But the joy was short-lived, for Keyes punted miserably from behind his goal line and the ball was St. James’ again near the twenty-yards. She got five on the very first play between Kinley and Franklin and followed it with three more off Franklin. The latter was hurt in the play and Parker took his place. St. James lost slightly on a run around end, but gained her distance on the next down when a fake kick developed into a line-plunge through center.

Grafton, flocking along the edge of the field, implored her warriors to “Hold ’em!” But with less than ten yards to go and four downs at her command the prospect looked extremely good for the visitor. A plunge at Kinley was stopped for no gain. Then a complicated crisscross play sent a half-back past Captain Trafford for three yards, Tray being boxed to the king’s taste. Grafton began to breathe easier then, but the third down added two yards more when the St. James full-back tore through Kinley. That brought the ball to the five-yard line, and the Brown team arranged itself for a try at goal. Ted Trafford diagnosed the play as a fake and Nick hustled his back-field close in. When the ball went back it was caught by a half who faked an end run and then, when the left wing of the Grafton line had been drawn in, threw across to his right end. That youth had only to drop across the line to score the touchdown. In fact drop was all he could do, for Bert tackled him the moment the ball settled into his hands. The punt-out landed the pigskin directly in front of the crossbar and St. James added another point, bringing her total to 10. The whistle sounded a moment later.

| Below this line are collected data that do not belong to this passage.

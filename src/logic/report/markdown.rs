//! Markdown case reports.
//!
//! Consumes validated cases plus the run collection and emits the analyst
//! view: executive summary, detail tables, evidence rows, and the detector's
//! reasoning. Only reads the structures it is handed.

use crate::logic::case::{Case, CaseStatus};
use crate::logic::detect::DetectionKind;
use crate::logic::event::NormalizedEvent;

/// Evidence rows shown per case; the full set stays in the events snapshot.
const EVIDENCE_DISPLAY_ROWS: usize = 20;

/// Consolidated report: a header plus one section per case.
pub fn render_report(cases: &[Case], events: &[NormalizedEvent]) -> String {
    let mut s = String::new();
    s.push_str("# SOC Case Report\n\n");
    s.push_str(&format!("**Generated Cases:** {}\n\n", cases.len()));
    s.push_str("---\n\n");

    for (i, case) in cases.iter().enumerate() {
        s.push_str(&format!("## Case {}: {}\n\n", i + 1, case.case_id));
        s.push_str(&render_case(case, events));
        s.push_str("\n---\n\n");
    }

    s
}

/// One case section.
pub fn render_case(case: &Case, events: &[NormalizedEvent]) -> String {
    let mut s = String::new();

    render_summary(&mut s, case);
    render_details(&mut s, case);
    render_timeline(&mut s, case);
    render_evidence(&mut s, case, events);
    render_reasoning(&mut s, case);
    render_confidence(&mut s, case);

    s
}

fn render_summary(s: &mut String, case: &Case) {
    s.push_str("### Executive Summary\n\n");
    let evidence_count = case.evidence.len();
    let detection_count = case.detections.len();
    match case.kind {
        DetectionKind::ReconScan => s.push_str(&format!(
            "This case involves reconnaissance and scanning activity originating from {}. \
             The source exhibited high fan-out connections to multiple destination IPs \
             within a short time window. {} detection(s) were generated, supported by {} \
             evidence row(s).\n\n",
            case.src_ip, detection_count, evidence_count
        )),
        DetectionKind::DnsBeacon => s.push_str(&format!(
            "This case involves DNS beaconing activity originating from {}. \
             The source exhibited repeated queries to specific domains, consistent with \
             command and control communication. {} detection(s) were generated, supported \
             by {} evidence row(s).\n\n",
            case.src_ip, detection_count, evidence_count
        )),
    }
}

fn render_details(s: &mut String, case: &Case) {
    s.push_str("### Case Details\n\n");
    s.push_str("| Field | Value |\n|-------|-------|\n");
    s.push_str(&format!("| Case ID | {} |\n", case.case_id));
    s.push_str(&format!("| Detection Type | {} |\n", case.kind));
    s.push_str(&format!("| Source IP | {} |\n", case.src_ip));
    s.push_str(&format!("| Status | {} |\n", status_label(case.status)));
    s.push_str(&format!("| Detections | {} |\n", case.detections.len()));
    s.push_str(&format!("| Evidence Rows | {} |\n", case.evidence.len()));
    if !case.dst_ips.is_empty() {
        let dsts: Vec<&str> = case.dst_ips.iter().map(String::as_str).collect();
        s.push_str(&format!("| Destinations | {} |\n", dsts.join(", ")));
    }
    if !case.domains.is_empty() {
        let domains: Vec<&str> = case.domains.iter().map(String::as_str).collect();
        s.push_str(&format!("| Domains | {} |\n", domains.join(", ")));
    }
    s.push('\n');
}

fn render_timeline(s: &mut String, case: &Case) {
    s.push_str("### Timeline\n\n");
    s.push_str("| Event | Timestamp |\n|-------|----------|\n");
    s.push_str(&format!(
        "| Case Start | {} |\n",
        format_ts(case.window_start)
    ));
    s.push_str(&format!("| Case End | {} |\n", format_ts(case.window_end)));
    let duration = case.window_end - case.window_start;
    s.push_str(&format!("| Duration | {} |\n\n", format_duration(duration)));
}

fn render_evidence(s: &mut String, case: &Case, events: &[NormalizedEvent]) {
    s.push_str("### Evidence\n\n");
    if case.evidence.is_empty() {
        s.push_str("*No evidence rows available for this case.*\n\n");
        return;
    }

    s.push_str("| Timestamp | Sensor | Event Type | Source IP | Dest IP | Ports | Signature |\n");
    s.push_str("|-----------|--------|------------|-----------|---------|-------|-----------|\n");

    for &index in case.evidence.iter().take(EVIDENCE_DISPLAY_ROWS) {
        let Some(ev) = events.get(index) else {
            continue;
        };
        s.push_str(&format!(
            "| {} | {} | {} | {} | {} | {} | {} |\n",
            format_ts(ev.ts),
            ev.sensor,
            ev.event_type,
            ev.src_ip.as_deref().unwrap_or("N/A"),
            ev.dst_ip.as_deref().unwrap_or("N/A"),
            format_ports(ev),
            format_signature(ev),
        ));
    }

    if case.evidence.len() > EVIDENCE_DISPLAY_ROWS {
        s.push_str(&format!(
            "\n*Showing top {} of {} evidence rows. Full rows available in the events snapshot.*\n",
            EVIDENCE_DISPLAY_ROWS,
            case.evidence.len()
        ));
    }
    s.push('\n');
}

fn render_reasoning(s: &mut String, case: &Case) {
    s.push_str("### Detector Reasoning\n\n");
    match case.kind {
        DetectionKind::ReconScan => s.push_str(
            "**Why this case was flagged:**\n\n\
             - High fan-out: the source connected to an unusually high number of unique destination IPs\n\
             - Time concentration: the connections occurred within a short window\n\
             - Pattern consistency: the behavior matches network scanning preceding an attack\n\n",
        ),
        DetectionKind::DnsBeacon => s.push_str(
            "**Why this case was flagged:**\n\n\
             - Repeated queries: the source repeatedly queried the same domain(s)\n\
             - Query frequency: the pattern suggests periodic automated communication\n\
             - Resolution failures: NXDOMAIN responses can indicate DGA-style lookups\n\n",
        ),
    }
}

fn render_confidence(s: &mut String, case: &Case) {
    s.push_str("### Confidence & Validation\n\n");
    let Some(v) = &case.validation else {
        s.push_str("*Case has not been validated.*\n\n");
        return;
    };

    s.push_str(&format!(
        "**Confidence Score:** {:.2} ({})\n\n",
        v.aggregate_confidence,
        confidence_label(v.aggregate_confidence)
    ));

    if v.reasons.is_empty() {
        s.push_str("All validation checks passed.\n\n");
    } else {
        s.push_str("**Validation findings:**\n\n");
        for reason in &v.reasons {
            s.push_str(&format!("- {}\n", reason));
        }
        s.push('\n');
    }
}

fn status_label(status: CaseStatus) -> &'static str {
    match status {
        CaseStatus::Pending => "PENDING",
        CaseStatus::Accepted => "ACCEPTED",
        CaseStatus::NeedsEvidence => "NEEDS_EVIDENCE",
        CaseStatus::Rejected => "REJECTED",
    }
}

fn confidence_label(confidence: f64) -> &'static str {
    if confidence >= 0.8 {
        "High"
    } else if confidence >= 0.6 {
        "Medium"
    } else {
        "Low"
    }
}

fn format_ts(ts: f64) -> String {
    let secs = ts.floor() as i64;
    let nanos = ((ts - secs as f64) * 1e9) as u32;
    match chrono::DateTime::from_timestamp(secs, nanos) {
        Some(dt) => dt.format("%Y-%m-%d %H:%M:%S UTC").to_string(),
        None => format!("{:.3}", ts),
    }
}

fn format_duration(seconds: f64) -> String {
    if seconds < 60.0 {
        format!("{:.1} seconds", seconds)
    } else if seconds < 3600.0 {
        format!("{:.1} minutes", seconds / 60.0)
    } else {
        format!("{:.1} hours", seconds / 3600.0)
    }
}

fn format_ports(ev: &NormalizedEvent) -> String {
    match (ev.src_port, ev.dst_port) {
        (Some(s), Some(d)) => format!("{}:{}", s, d),
        (None, Some(d)) => d.to_string(),
        _ => "N/A".to_string(),
    }
}

fn format_signature(ev: &NormalizedEvent) -> String {
    match ev.signature.as_deref() {
        Some(sig) if sig.chars().count() > 40 => {
            format!("{}...", sig.chars().take(37).collect::<String>())
        }
        Some(sig) => sig.to_string(),
        None => "N/A".to_string(),
    }
}

#[cfg(test)]
mod tests {
    use super::*;
    use crate::logic::case::Validation;
    use crate::logic::detect::Detection;
    use crate::logic::event::Sensor;
    use std::collections::BTreeMap;

    fn sample_case_and_events() -> (Case, Vec<NormalizedEvent>) {
        let events = vec![NormalizedEvent {
            ts: 1705312200.0,
            sensor: Sensor::Zeek,
            event_type: "conn".to_string(),
            src_ip: Some("10.0.0.5".to_string()),
            dst_ip: Some("10.1.0.1".to_string()),
            src_port: Some(40000),
            dst_port: Some(445),
            proto: "tcp".to_string(),
            correlation_id: None,
            severity: None,
            signature: None,
            metadata: BTreeMap::new(),
        }];

        let mut case = Case::from_detection(Detection {
            kind: DetectionKind::ReconScan,
            ts: 1705312200.0,
            src_ip: "10.0.0.5".to_string(),
            dst_ip: None,
            confidence: 0.8,
            details: BTreeMap::new(),
        });
        case.case_id = "CASE_0001".to_string();
        case.evidence = vec![0];
        case.status = CaseStatus::Accepted;
        case.validation = Some(Validation {
            has_min_evidence: true,
            meets_confidence: true,
            references_covered: true,
            aggregate_confidence: 0.8,
            evidence_count: 1,
            reasons: vec![],
        });
        (case, events)
    }

    #[test]
    fn test_case_section_contains_all_parts() {
        let (case, events) = sample_case_and_events();
        let md = render_case(&case, &events);

        assert!(md.contains("### Executive Summary"));
        assert!(md.contains("### Case Details"));
        assert!(md.contains("### Timeline"));
        assert!(md.contains("### Evidence"));
        assert!(md.contains("### Detector Reasoning"));
        assert!(md.contains("| Case ID | CASE_0001 |"));
        assert!(md.contains("| Status | ACCEPTED |"));
        assert!(md.contains("10.0.0.5"));
        assert!(md.contains("40000:445"));
        assert!(md.contains("High"));
    }

    #[test]
    fn test_rejected_case_lists_reasons() {
        let (mut case, events) = sample_case_and_events();
        case.status = CaseStatus::Rejected;
        case.validation = Some(Validation {
            has_min_evidence: false,
            meets_confidence: true,
            references_covered: true,
            aggregate_confidence: 0.8,
            evidence_count: 1,
            reasons: vec!["insufficient evidence rows: 1 < 5".to_string()],
        });

        let md = render_case(&case, &events);
        assert!(md.contains("insufficient evidence rows"));
        assert!(md.contains("| Status | REJECTED |"));
    }

    #[test]
    fn test_report_header_counts_cases() {
        let (case, events) = sample_case_and_events();
        let md = render_report(std::slice::from_ref(&case), &events);

        assert!(md.starts_with("# SOC Case Report"));
        assert!(md.contains("**Generated Cases:** 1"));
        assert!(md.contains("## Case 1: CASE_0001"));
    }

    #[test]
    fn test_empty_evidence_note() {
        let (mut case, events) = sample_case_and_events();
        case.evidence.clear();

        let md = render_case(&case, &events);
        assert!(md.contains("*No evidence rows available for this case.*"));
    }
}
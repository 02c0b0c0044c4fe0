//! Suricata EVE reader.
//!
//! Reads `eve.json` from a log directory. Suricata labels its own records
//! with `event_type` (alert, dns, flow, http, ...) so only the sensor tag is
//! added here.

use std::path::PathBuf;

use super::{read_json_lines, tag_record, IngestBatch};

pub struct SuricataReader {
    log_dir: PathBuf,
}

impl SuricataReader {
    pub fn new(log_dir: impl Into<PathBuf>) -> Self {
        Self {
            log_dir: log_dir.into(),
        }
    }

    pub fn parse_eve_json(&self) -> IngestBatch {
        let path = self.log_dir.join("eve.json");
        if !path.exists() {
            log::warn!("eve.json not found at {}", path.display());
            return IngestBatch::default();
        }

        let mut batch = match read_json_lines(&path, false) {
            Ok(b) => b,
            Err(e) => {
                log::error!("error reading {}: {}", path.display(), e);
                return IngestBatch::default();
            }
        };

        for record in &mut batch.records {
            tag_record(record, "suricata", None);
        }

        log::info!(
            "parsed {} events from {}",
            batch.records.len(),
            path.display()
        );
        batch
    }

    pub fn parse_all(&self) -> IngestBatch {
        self.parse_eve_json()
    }
}

#[cfg(test)]
mod tests {
    use super::*;
    use std::io::Write;

    #[test]
    fn test_parse_eve_keeps_native_event_type() {
        let dir = tempfile::tempdir().unwrap();
        let mut f = std::fs::File::create(dir.path().join("eve.json")).unwrap();
        writeln!(
            f,
            r#"{{"timestamp": "2024-01-15T10:30:00.000000+0000", "event_type": "alert", "src_ip": "10.0.0.5"}}"#
        )
        .unwrap();
        writeln!(f, "{{broken").unwrap();

        let batch = SuricataReader::new(dir.path()).parse_all();

        assert_eq!(batch.records.len(), 1);
        assert_eq!(batch.skipped, 1);
        assert_eq!(batch.records[0]["sensor"], "suricata");
        assert_eq!(batch.records[0]["event_type"], "alert");
    }

    #[test]
    fn test_missing_eve_yields_empty_batch() {
        let dir = tempfile::tempdir().unwrap();
        let batch = SuricataReader::new(dir.path()).parse_all();
        assert!(batch.records.is_empty());
    }
}
//! Pipeline Configuration
//!
//! Detector thresholds and case-assembly knobs. Loaded from a YAML or JSON
//! file; every field has a default so a partial file is enough. Validation
//! runs once at startup and is fatal - nothing is processed with a bad
//! threshold.

use std::path::Path;

use serde::{Deserialize, Serialize};
use thiserror::Error;

pub type ConfigResult<T> = Result<T, ConfigError>;

#[derive(Debug, Error)]
pub enum ConfigError {
    #[error("failed to read config {path}: {source}")]
    Io {
        path: String,
        #[source]
        source: std::io::Error,
    },

    #[error("failed to parse config {path}: {reason}")]
    Parse { path: String, reason: String },

    #[error("invalid value for `{option}`: {reason}")]
    Invalid { option: &'static str, reason: String },
}

// ============================================================================
// DETECTOR CONFIG
// ============================================================================

/// Recon/scan detector thresholds.
#[derive(Debug, Clone, Serialize, Deserialize)]
pub struct ReconConfig {
    #[serde(default = "default_true")]
    pub enabled: bool,
    /// Window length for fan-out statistics.
    #[serde(default = "default_recon_window")]
    pub time_window_seconds: u64,
    /// Minimum distinct destination IPs in one window to flag.
    #[serde(default = "default_fan_out")]
    pub fan_out_threshold: usize,
    /// Minimum total connection count in one window to flag.
    #[serde(default = "default_burst")]
    pub burst_threshold: usize,
}

impl Default for ReconConfig {
    fn default() -> Self {
        Self {
            enabled: true,
            time_window_seconds: default_recon_window(),
            fan_out_threshold: default_fan_out(),
            burst_threshold: default_burst(),
        }
    }
}

/// DNS beaconing detector thresholds.
#[derive(Debug, Clone, Serialize, Deserialize)]
pub struct DnsBeaconConfig {
    #[serde(default = "default_true")]
    pub enabled: bool,
    #[serde(default = "default_dns_window")]
    pub time_window_seconds: u64,
    /// Minimum identical-domain queries per source in one window.
    #[serde(default = "default_repeated_query")]
    pub repeated_query_threshold: usize,
    /// NXDOMAIN fraction that triggers beaconing suspicion on its own.
    #[serde(default = "default_nxdomain_ratio")]
    pub nxdomain_ratio_threshold: f64,
}

impl Default for DnsBeaconConfig {
    fn default() -> Self {
        Self {
            enabled: true,
            time_window_seconds: default_dns_window(),
            repeated_query_threshold: default_repeated_query(),
            nxdomain_ratio_threshold: default_nxdomain_ratio(),
        }
    }
}

#[derive(Debug, Clone, Default, Serialize, Deserialize)]
pub struct DetectorConfig {
    #[serde(default)]
    pub recon_scanning: ReconConfig,
    #[serde(default)]
    pub dns_beaconing: DnsBeaconConfig,
}

// ============================================================================
// CASE ASSEMBLY CONFIG
// ============================================================================

#[derive(Debug, Clone, Serialize, Deserialize)]
pub struct CaseConfig {
    /// Evidence rows retained per case.
    #[serde(default = "default_max_evidence")]
    pub max_evidence_rows: usize,
    /// Critic check 1: rows required for a case to stand.
    #[serde(default = "default_min_evidence")]
    pub min_evidence_rows: usize,
    /// Critic check 2: aggregate detection confidence floor.
    #[serde(default = "default_confidence")]
    pub confidence_threshold: f64,
}

impl Default for CaseConfig {
    fn default() -> Self {
        Self {
            max_evidence_rows: default_max_evidence(),
            min_evidence_rows: default_min_evidence(),
            confidence_threshold: default_confidence(),
        }
    }
}

// ============================================================================
// TOP LEVEL
// ============================================================================

#[derive(Debug, Clone, Default, Serialize, Deserialize)]
pub struct PipelineConfig {
    #[serde(default)]
    pub detectors: DetectorConfig,
    #[serde(default)]
    pub case_assembly: CaseConfig,
}

impl PipelineConfig {
    /// Load from a YAML or JSON file, picked by extension (`.json` = JSON,
    /// anything else = YAML).
    pub fn from_file(path: &Path) -> ConfigResult<Self> {
        let content = std::fs::read_to_string(path).map_err(|e| ConfigError::Io {
            path: path.display().to_string(),
            source: e,
        })?;

        let is_json = path.extension().map_or(false, |ext| ext == "json");
        let config: Self = if is_json {
            serde_json::from_str(&content).map_err(|e| ConfigError::Parse {
                path: path.display().to_string(),
                reason: e.to_string(),
            })?
        } else {
            serde_yaml::from_str(&content).map_err(|e| ConfigError::Parse {
                path: path.display().to_string(),
                reason: e.to_string(),
            })?
        };

        config.validate()?;
        Ok(config)
    }

    /// Reject unusable thresholds before any processing begins.
    pub fn validate(&self) -> ConfigResult<()> {
        let recon = &self.detectors.recon_scanning;
        if recon.time_window_seconds == 0 {
            return Err(invalid("recon_scanning.time_window_seconds", "must be > 0"));
        }
        if recon.fan_out_threshold == 0 {
            return Err(invalid("recon_scanning.fan_out_threshold", "must be >= 1"));
        }
        if recon.burst_threshold == 0 {
            return Err(invalid("recon_scanning.burst_threshold", "must be >= 1"));
        }

        let dns = &self.detectors.dns_beaconing;
        if dns.time_window_seconds == 0 {
            return Err(invalid("dns_beaconing.time_window_seconds", "must be > 0"));
        }
        if dns.repeated_query_threshold == 0 {
            return Err(invalid("dns_beaconing.repeated_query_threshold", "must be >= 1"));
        }
        if !(0.0..=1.0).contains(&dns.nxdomain_ratio_threshold) {
            return Err(invalid(
                "dns_beaconing.nxdomain_ratio_threshold",
                "must be within [0.0, 1.0]",
            ));
        }

        let case = &self.case_assembly;
        if case.max_evidence_rows == 0 {
            return Err(invalid("case_assembly.max_evidence_rows", "must be >= 1"));
        }
        if !(0.0..=1.0).contains(&case.confidence_threshold) {
            return Err(invalid(
                "case_assembly.confidence_threshold",
                "must be within [0.0, 1.0]",
            ));
        }

        Ok(())
    }
}

fn invalid(option: &'static str, reason: &str) -> ConfigError {
    ConfigError::Invalid {
        option,
        reason: reason.to_string(),
    }
}

fn default_true() -> bool {
    true
}

fn default_recon_window() -> u64 {
    300
}

fn default_fan_out() -> usize {
    50
}

fn default_burst() -> usize {
    200
}

fn default_dns_window() -> u64 {
    600
}

fn default_repeated_query() -> usize {
    10
}

fn default_nxdomain_ratio() -> f64 {
    0.5
}

fn default_max_evidence() -> usize {
    20
}

fn default_min_evidence() -> usize {
    5
}

fn default_confidence() -> f64 {
    0.6
}

// ============================================================================
// TESTS
// ============================================================================

#[cfg(test)]
mod tests {
    use super::*;
    use std::io::Write;

    #[test]
    fn test_default_config_is_valid() {
        let config = PipelineConfig::default();
        assert!(config.validate().is_ok());
        assert_eq!(config.detectors.recon_scanning.fan_out_threshold, 50);
        assert_eq!(config.detectors.dns_beaconing.repeated_query_threshold, 10);
        assert_eq!(config.case_assembly.min_evidence_rows, 5);
    }

    #[test]
    fn test_partial_yaml_uses_defaults() {
        let yaml = "detectors:\n  recon_scanning:\n    fan_out_threshold: 5\n";
        let config: PipelineConfig = serde_yaml::from_str(yaml).unwrap();
        assert_eq!(config.detectors.recon_scanning.fan_out_threshold, 5);
        assert_eq!(config.detectors.recon_scanning.time_window_seconds, 300);
        assert_eq!(config.case_assembly.max_evidence_rows, 20);
    }

    #[test]
    fn test_validation_names_the_option() {
        let mut config = PipelineConfig::default();
        config.detectors.recon_scanning.fan_out_threshold = 0;

        let err = config.validate().unwrap_err();
        assert!(err.to_string().contains("recon_scanning.fan_out_threshold"));
    }

    #[test]
    fn test_ratio_bounds_rejected() {
        let mut config = PipelineConfig::default();
        config.detectors.dns_beaconing.nxdomain_ratio_threshold = 1.5;
        assert!(config.validate().is_err());

        let mut config = PipelineConfig::default();
        config.case_assembly.confidence_threshold = -0.1;
        assert!(config.validate().is_err());
    }

    #[test]
    fn test_load_from_yaml_file() {
        let dir = tempfile::tempdir().unwrap();
        let path = dir.path().join("detector.yaml");
        let mut f = std::fs::File::create(&path).unwrap();
        writeln!(f, "case_assembly:\n  min_evidence_rows: 3").unwrap();

        let config = PipelineConfig::from_file(&path).unwrap();
        assert_eq!(config.case_assembly.min_evidence_rows, 3);
    }

    #[test]
    fn test_missing_file_is_io_error() {
        let err = PipelineConfig::from_file(Path::new("/nonexistent/detector.yaml")).unwrap_err();
        assert!(matches!(err, ConfigError::Io { .. }));
        assert!(err.to_string().contains("/nonexistent/detector.yaml"));
    }
}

Grafton had now to score at least five points to win. A field goal and a safety would do it, or two field goals or a touchdown, but with only ten minutes left none of those seemed very likely. When, however, Nick had sent Vail around the enemy’s right flank for some eighteen yards and followed it by breaking through the Brown’s center himself for six more, putting the ball on the St. James’ thirty-two yards just three minutes after the last period had begun, the Grafton supporters became more hopeful. Keyes smashed into the line twice for a total of five, and it was first down on the enemy’s twenty-seven yards. Then, when the Scarlet-and-Gray scented a touchdown or, at the least, a field-goal, Vail fumbled a pass and a St. James forward squirmed through and snuggled the pigskin beneath him.

St. James kicked on second down and Bert caught on his own forty-three yards and ran back five. Grafton opened her line wide and passed obliquely to Vail and the right half dodged past two white marks before he was stopped. Delayed passes brought short gains and the pigskin was on the Brown’s forty. Keyes got two off left tackle, Bert failed to gain at the center and Keyes punted to St. James’ five-yard line. Tray stopped the quarter for little gain and St. James kicked from behind her goal after one weak attempt at rushing. Nick caught near the sideline at about the thirty-two yards and started a run that wrought Grafton to a condition of frenzied excitement. He passed four of the enemy, running straight along the white boundary, dodged a half-back near the fifteen yards and was only stopped when the St. James quarter forced him out at the eight yards.

Grafton cheered exultantly and shouted “Touchdown! Touchdown!” and Coach Bonner, thus far chary of substitutes, sped four into the line-up. Yetter went in for Kinley, Weston for Nick Blake, Milford for Tray, and Zanetti for Vail. It was Zanetti who made the first try and gained two yards on a wide end run. That brought the ball directly in front of goal. From a kick formation Bert plunged at left guard and when the resulting confusion of bodies had been untangled the pigskin lay almost on the three yards. With the crowd yelling like mad, Keyes again went back and held out his hands, Nick called his signals and Roy Dresser, on an end-around play, carried the ball across the line almost unmolested, the fake attack on the center fooling the defenders completely!

Just to prove that he could kick a goal, even if he had failed in his previous attempt, Keyes put it over from a wide angle, and Grafton’s score was 13. The period came to an end a minute or so later, the final score, 13 to 10, and St. James cheered a bit disgruntledly and Grafton quite contentedly.

Hugh, having passed through a succession of thrills that had left him rather limp, loitered back to the tennis courts and, finding a seat on a stone roller, watched a game of doubles without seeing much of it. The contest he had just witnessed had settled his conviction that he wouldn’t be at all happy unless he was allowed to return to the football field and try for a place on the scrubs. Just now he felt quite certain that, given the opportunity, he could prove his right to a position there, and, while the white balls darted to and fro across the nets unseen by him and the voices of the players fell on deaf ears, he drew beautiful mental pictures in all of which he, Hugh Oswald Brodwick Ordway, clad in canvas and leather, stood out very prominently.

After a while he discovered that the courts were almost deserted and that he was shivering, and so, plunging hands in pockets in Grafton fashion, he tramped thoughtfully back to Lothrop.